+++ Given data +++

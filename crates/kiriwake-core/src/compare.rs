//! Release ordering.
//!
//! Releases order by type class, then normalized artist and title (leading
//! articles skipped, numbers and roman numerals compared numerically,
//! `&`/`and` treated as equivalent), then date, season/episode, subtitle,
//! alternate title, resolution, version, group, case-sensitive title and
//! finally the original byte representation.

use std::cmp::Ordering;

use crate::normalize::normalize;
use crate::types::Release;

/// Any delimiter rune.
pub(crate) fn is_any_delim(r: char) -> bool {
    matches!(
        r,
        '\t' | '\n'
            | '\u{c}'
            | '\r'
            | ' '
            | '('
            | ')'
            | '+'
            | ','
            | '-'
            | '.'
            | '_'
            | '['
            | '/'
            | '\\'
            | ']'
            | '{'
            | '}'
            | '~'
    )
}

/// Any delimiter rune except `-`, used to split title words.
pub(crate) fn is_break_delim(r: char) -> bool {
    r != '-' && is_any_delim(r)
}

/// Any delimiter rune except `.` and `+`, used to trim titles.
pub(crate) fn is_title_trim_delim(r: char) -> bool {
    r != '.' && r != '+' && is_any_delim(r)
}

/// Compares two releases under the published ordering contract.
pub fn compare(a: &Release, b: &Release) -> Ordering {
    a.typ
        .class()
        .cmp(&b.typ.class())
        .then_with(|| compare_title(opt(&a.artist), opt(&b.artist)))
        .then_with(|| compare_title(opt(&a.title), opt(&b.title)))
        .then_with(|| a.year.unwrap_or(0).cmp(&b.year.unwrap_or(0)))
        .then_with(|| a.month.unwrap_or(0).cmp(&b.month.unwrap_or(0)))
        .then_with(|| a.day.unwrap_or(0).cmp(&b.day.unwrap_or(0)))
        .then_with(|| a.series.unwrap_or(0).cmp(&b.series.unwrap_or(0)))
        .then_with(|| a.episode.unwrap_or(0).cmp(&b.episode.unwrap_or(0)))
        .then_with(|| compare_title(opt(&a.subtitle), opt(&b.subtitle)))
        .then_with(|| compare_title(opt(&a.alt), opt(&b.alt)))
        .then_with(|| compare_int_string(opt(&a.resolution), opt(&b.resolution)))
        .then_with(|| opt(&a.version).cmp(opt(&b.version)))
        .then_with(|| opt(&a.group).cmp(opt(&b.group)))
        .then_with(|| opt(&a.title).cmp(opt(&b.title)))
        .then_with(|| a.original().cmp(&b.original()))
}

fn opt(s: &Option<String>) -> &str {
    s.as_deref().unwrap_or("")
}

/// Title comparison over normalized, word-split values.
pub fn compare_title(a: &str, b: &str) -> Ordering {
    match (a.is_empty(), b.is_empty()) {
        _ if a == b => return Ordering::Equal,
        (true, false) => return Ordering::Less,
        (false, true) => return Ordering::Greater,
        _ => {}
    }
    let (a, b) = (normalize(a), normalize(b));
    // a freestanding ampersand reads as "and"; other delimiter-only tokens
    // are dropped
    let word = |s: &&str| s.bytes().any(|b| b.is_ascii_alphanumeric());
    let av: Vec<&str> = a
        .split(is_break_delim)
        .map(|w| if w == "&" { "and" } else { w })
        .filter(word)
        .collect();
    let bv: Vec<&str> = b
        .split(is_break_delim)
        .map(|w| if w == "&" { "and" } else { w })
        .filter(word)
        .collect();
    let (start, min) = if !av.is_empty()
        && !bv.is_empty()
        && av[0] == bv[0]
        && ["a", "an", "the"].contains(&av[0])
    {
        (1, 1)
    } else {
        (0, 3)
    };
    for i in start..start + min {
        let cmp = match (av.get(i), bv.get(i)) {
            (None, None) => break,
            (None, Some(_)) => Ordering::Less,
            (Some(_), None) => Ordering::Greater,
            (Some(&aw), Some(&bw)) => compare_title_number(aw, bw, i),
        };
        if cmp != Ordering::Equal {
            return cmp;
        }
    }
    Ordering::Equal
}

/// Compares two title words numerically when both read as numbers or roman
/// numerals. A leading word that is a bare I, V or L is not trusted as a
/// numeral (it is almost always a word or an initial) and compares as
/// plain text against anything but a real number.
fn compare_title_number(a: &str, b: &str, i: usize) -> Ordering {
    let (ai, arom, aok) = conv_number(a);
    let (bi, brom, bok) = conv_number(b);
    let abad = i == 0 && arom && aok && (ai == 1 || ai == 5 || ai == 50);
    let bbad = i == 0 && brom && bok && (bi == 1 || bi == 5 || bi == 50);
    if !(abad && bbad) {
        if aok && bbad {
            return Ordering::Less;
        }
        if bok && abad {
            return Ordering::Greater;
        }
        if (aok && bok && ai < bi) || (aok && !bok && !abad) {
            return Ordering::Less;
        }
        if (aok && bok && bi < ai) || (bok && !aok && !bbad) {
            return Ordering::Greater;
        }
    }
    a.cmp(b)
}

/// Attempts to read `s` as an integer or a roman numeral below 100.
/// Returns (value, was-roman, ok).
fn conv_number(s: &str) -> (i64, bool, bool) {
    if let Ok(i) = s.parse::<i64>() {
        return (i, false, true);
    }
    if let Some(i) = parse_roman(s) {
        if i < 100 {
            return (i, true, true);
        }
    }
    (0, false, false)
}

/// Parses a lowercase roman numeral, rejecting ill-formed sequences such as
/// `lcmxiv`. The empty string parses as zero.
pub fn parse_roman(s: &str) -> Option<i64> {
    let b = s.as_bytes();
    let mut i = 0i64;
    for j in 0..b.len() {
        let r = roman(b[j]);
        if r == 0 {
            return None;
        }
        if j + 2 < b.len() && r < roman(b[j + 1]) && roman(b[j + 1]) < roman(b[j + 2]) {
            return None;
        }
        if j + 1 < b.len() && r < roman(b[j + 1]) {
            i -= r;
        } else {
            i += r;
        }
    }
    Some(i)
}

fn roman(c: u8) -> i64 {
    match c {
        b'i' => 1,
        b'v' => 5,
        b'x' => 10,
        b'l' => 50,
        b'c' => 100,
        b'd' => 500,
        b'm' => 1000,
        _ => 0,
    }
}

/// Compares two strings as embedded integers, non-numeric strings first.
/// Every trailing byte contributes positionally, so `720p` < `1080p`.
fn compare_int_string(a: &str, b: &str) -> Ordering {
    match (a.is_empty(), b.is_empty()) {
        _ if a == b => return Ordering::Equal,
        (true, false) => return Ordering::Less,
        (false, true) => return Ordering::Greater,
        _ => {}
    }
    let digits = |s: &str| s.bytes().any(|b| b.is_ascii_digit());
    if !digits(a) {
        return Ordering::Equal;
    }
    if !digits(b) {
        return Ordering::Greater;
    }
    let value = |s: &str| -> f64 {
        let b = s.as_bytes();
        let mut v = 0.0;
        for i in (0..b.len()).rev() {
            let f = b[i].wrapping_sub(b'0') as f64;
            v += f * 10f64.powi((b.len() - 1 - i) as i32);
        }
        v
    };
    value(a).partial_cmp(&value(b)).unwrap_or(Ordering::Equal)
}
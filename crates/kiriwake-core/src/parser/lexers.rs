//! The lexer set.
//!
//! Lexers come in two flavors. *Once* lexers run exactly once, anchored at
//! the edges of the input: whitespace trim, file extension, bracketed
//! metadata and the release group. *Multi* lexers are tried in a fixed order
//! at the current cursor while the parser scans left to right.
//!
//! Lexers match either against `src` (the raw bytes) or `buf` (a working
//! copy with `_`, `,` and `+` replaced by spaces so `\b` behaves), but every
//! emitted tag stores its original `src` span, which keeps the token
//! sequence loss-free.

use std::collections::HashMap;

use regex::bytes::Regex;

use crate::error::Result;
use crate::taginfo::{Finder, Taginfo, TaginfoMap, pattern};
use crate::types::{Tag, TagType};

/// A pattern that can never match.
const NEVER: &str = "[^\\s\\S]";

/// Context shared by all lexers, built once at parser construction.
pub(crate) struct LexContext {
    /// Single-delimiter-run matcher, anchored at the cursor.
    pub delim: Regex,
    /// Upper-cased short registry tag fragments, rejected as groups and
    /// bracket contents.
    pub short: HashMap<String, bool>,
}

/// The lexer interface: inspect `src`/`buf` at `i..n`, append tags to
/// `start` or `end`, advance `i` or retreat `n`. Returns whether anything
/// matched.
pub(crate) trait Lex: Send + Sync {
    fn lex(
        &self,
        src: &[u8],
        buf: &[u8],
        start: &mut Vec<Tag>,
        end: &mut Vec<Tag>,
        i: &mut usize,
        n: &mut usize,
    ) -> bool;
}

fn finder(infos: &TaginfoMap, key: &str) -> Finder {
    Finder::new(infos.get(key).cloned().unwrap_or_default())
}

fn category(infos: &TaginfoMap, key: &str) -> Vec<Taginfo> {
    infos.get(key).cloned().unwrap_or_default()
}

fn vec2(a: &[u8], b: &[u8]) -> Vec<Vec<u8>> {
    vec![a.to_vec(), b.to_vec()]
}

fn contains_any(hay: &[u8], set: &[u8]) -> bool {
    hay.iter().any(|b| set.contains(b))
}

// ---------------------------------------------------------------- whitespace

/// Trims leading and trailing whitespace, including decorative runes
/// (U+2B50) and the variation selector U+FE0F.
pub(crate) struct TrimWhitespaceLexer {
    prefix: Regex,
    suffix: Regex,
}

impl TrimWhitespaceLexer {
    pub fn new() -> Result<Self> {
        let s = "(?:\\t|\\n|\\x0c|\\r| |\u{2b50}|\u{fe0f})+";
        Ok(TrimWhitespaceLexer {
            prefix: Regex::new(&format!("^({s})"))?,
            suffix: Regex::new(&format!("({s})$"))?,
        })
    }
}

impl Lex for TrimWhitespaceLexer {
    fn lex(
        &self,
        src: &[u8],
        _buf: &[u8],
        start: &mut Vec<Tag>,
        end: &mut Vec<Tag>,
        i: &mut usize,
        n: &mut usize,
    ) -> bool {
        if let Some(m) = self.prefix.find(&src[*i..*n]) {
            start.push(Tag::new(
                TagType::Whitespace,
                None,
                vec2(m.as_bytes(), m.as_bytes()),
            ));
            *i += m.len();
        }
        if let Some(m) = self.suffix.find(&src[*i..*n]) {
            end.push(Tag::new(
                TagType::Whitespace,
                None,
                vec2(m.as_bytes(), m.as_bytes()),
            ));
            *n -= m.len();
        }
        true
    }
}

// ----------------------------------------------------------------- extension

/// Matches a known file extension at the very end.
pub(crate) struct ExtLexer {
    re: Regex,
    f: Finder,
}

impl ExtLexer {
    pub fn new(infos: &TaginfoMap) -> Result<Self> {
        let ext = category(infos, "ext");
        Ok(ExtLexer {
            re: Regex::new(&format!(r"(?i)\.{}", pattern::taginfo("$", &ext)))?,
            f: finder(infos, "ext"),
        })
    }
}

impl Lex for ExtLexer {
    fn lex(
        &self,
        src: &[u8],
        _buf: &[u8],
        _start: &mut Vec<Tag>,
        end: &mut Vec<Tag>,
        i: &mut usize,
        n: &mut usize,
    ) -> bool {
        if let Some(caps) = self.re.captures(&src[*i..*n]) {
            let m0 = caps.get(0).map(|m| m.as_bytes()).unwrap_or_default();
            let m1 = caps.get(1).map(|m| m.as_bytes()).unwrap_or_default();
            end.push(Tag::new(TagType::Ext, Some(self.f.clone()), vec2(m0, m1)));
            *n -= m0.len();
            return true;
        }
        false
    }
}

// ---------------------------------------------------------------------- meta

struct MetaForm {
    key: String,
    prefix: Regex,
    suffix: Regex,
    has_two: bool,
    short_open: bool,
}

/// Scans both edges for bracketed metadata: `[[ key:value ]]`, `[REQ]`,
/// `(REQ)`, `{REQ}`, 8-hex-digit checksums, `[site]`, `-={site}=-` and
/// `{{pass}}`. Alternates between bracket forms and single delimiter runs;
/// a key cannot match twice on the same side, and short registry tags are
/// rejected inside single-character brackets.
pub(crate) struct MetaLexer {
    forms: Vec<MetaForm>,
    delim: Regex,
    short: HashMap<String, bool>,
}

impl MetaLexer {
    pub fn new(ctx: &LexContext) -> Result<Self> {
        // (key, open, close, inner); an empty key takes the key from the
        // first capture group
        let specs: [(&str, &str, &str, &str); 8] = [
            ("", "[[", "]]", r"([a-zA-Z][a-zA-Z0-9_]{0,15}):\s*([^ \t\]]{1,32})"),
            ("req", "[", "]", r"(REQ(?:UEST)?)"),
            ("req", "(", ")", r"(REQ(?:UEST)?)"),
            ("req", "{", "}", r"(REQ(?:UEST)?)"),
            ("sum", "[", "]", r"([0-9A-F]{8})"),
            ("site", "[", "]", r"([^ \t\]]{1,32})"),
            ("site", "-={", "}=-", r"([^ \t\}]{1,32})"),
            ("pass", "{{", "}}", r"([^ \t\}]{1,32})"),
        ];
        let mut forms = Vec::with_capacity(specs.len());
        for (key, open, close, inner) in specs {
            let s = format!(
                r"\s*{}\s*{}\s*{}\s*",
                regex::escape(open),
                inner,
                regex::escape(close)
            );
            let prefix = Regex::new(&format!("^{s}"))?;
            let suffix = Regex::new(&format!("{s}$"))?;
            let has_two = prefix.captures_len() == 3;
            forms.push(MetaForm {
                key: key.to_string(),
                prefix,
                suffix,
                has_two,
                short_open: open.len() == 1,
            });
        }
        Ok(MetaLexer {
            forms,
            delim: ctx.delim.clone(),
            short: ctx.short.clone(),
        })
    }

    /// Tries the forms in order against `hay`, returning the first accepted
    /// match as (matched-length, key, value). A form whose key was already
    /// seen on this side, whose value is a short registry tag inside a
    /// single-character bracket, or whose value contains whitespace is
    /// rejected, and the remaining forms still get a chance.
    fn try_forms(
        &self,
        hay: &[u8],
        suffix: bool,
        prev: &mut HashMap<String, bool>,
    ) -> Option<(usize, String, Vec<u8>)> {
        for form in &self.forms {
            let re = if suffix { &form.suffix } else { &form.prefix };
            let Some(caps) = re.captures(hay) else {
                continue;
            };
            let m0 = caps.get(0).map(|m| m.len()).unwrap_or_default();
            let (k, v) = if form.has_two {
                (
                    String::from_utf8_lossy(caps.get(1).map(|m| m.as_bytes()).unwrap_or_default())
                        .into_owned(),
                    caps.get(2).map(|m| m.as_bytes().to_vec()).unwrap_or_default(),
                )
            } else {
                (
                    form.key.clone(),
                    caps.get(1).map(|m| m.as_bytes().to_vec()).unwrap_or_default(),
                )
            };
            let short = form.short_open
                && self
                    .short
                    .contains_key(&String::from_utf8_lossy(&v).to_uppercase());
            let seen = prev.insert(k.clone(), true).unwrap_or(false);
            if !seen && !short && !contains_any(&v, b"\t\r\n\x0c +") {
                return Some((m0, k, v));
            }
        }
        None
    }
}

impl Lex for MetaLexer {
    fn lex(
        &self,
        src: &[u8],
        _buf: &[u8],
        start: &mut Vec<Tag>,
        end: &mut Vec<Tag>,
        i: &mut usize,
        n: &mut usize,
    ) -> bool {
        let mut prev: HashMap<String, bool> = HashMap::new();
        let mut d: Vec<u8> = Vec::new();
        // prefixes
        while *i < *n {
            match self.try_forms(&src[*i..*n], false, &mut prev) {
                Some((m0, k, v)) => {
                    if !d.is_empty() {
                        start.push(Tag::new(TagType::Delim, None, vec2(&d, &d)));
                        d.clear();
                    }
                    start.push(Tag::new(
                        TagType::Meta,
                        None,
                        vec![src[*i..*i + m0].to_vec(), k.into_bytes(), v],
                    ));
                    *i += m0;
                }
                _ if self.delim.is_match(&src[*i..*i + 1]) => {
                    d.push(src[*i]);
                    *i += 1;
                }
                _ => break,
            }
        }
        // backtrack unconsumed delimiters
        if !d.is_empty() {
            *i -= d.len();
            d.clear();
        }
        // suffixes
        while *i < *n {
            match self.try_forms(&src[*i..*n], true, &mut prev) {
                Some((m0, k, v)) => {
                    if !d.is_empty() {
                        end.push(Tag::new(TagType::Delim, None, vec2(&d, &d)));
                        d.clear();
                    }
                    end.push(Tag::new(
                        TagType::Meta,
                        None,
                        vec![src[*n - m0..*n].to_vec(), k.into_bytes(), v],
                    ));
                    *n -= m0;
                }
                _ if self.delim.is_match(&src[*n - 1..*n]) => {
                    d.insert(0, src[*n - 1]);
                    *n -= 1;
                }
                _ => break,
            }
        }
        if !d.is_empty() {
            end.push(Tag::new(TagType::Delim, None, vec2(&d, &d)));
        }
        true
    }
}
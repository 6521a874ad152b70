//! # Kiriwake
//!
//! Scene release name parsing, classification and comparison.
//!
//! This crate re-exports the [`kiriwake-core`](kiriwake_core) API.
//!
//! ```rust
//! let r = kiriwake::parse_str("Star.Trek.Lower.Decks.S03E02.1080p.AMZN.WEB-DL.H.264-GNOME.mkv");
//!
//! assert_eq!(r.typ, kiriwake::Type::Episode);
//! assert_eq!(r.title.as_deref(), Some("Star Trek Lower Decks"));
//! assert_eq!(r.series, Some(3));
//! assert_eq!(r.episode, Some(2));
//! ```

pub use kiriwake_core::*;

+++

> **Work task**
Copy all lines from the entries that contain the word "inside".

> **Written response**
/// rejected inside single-character brackets.
    /// seen on this side, whose value is a short registry tag inside a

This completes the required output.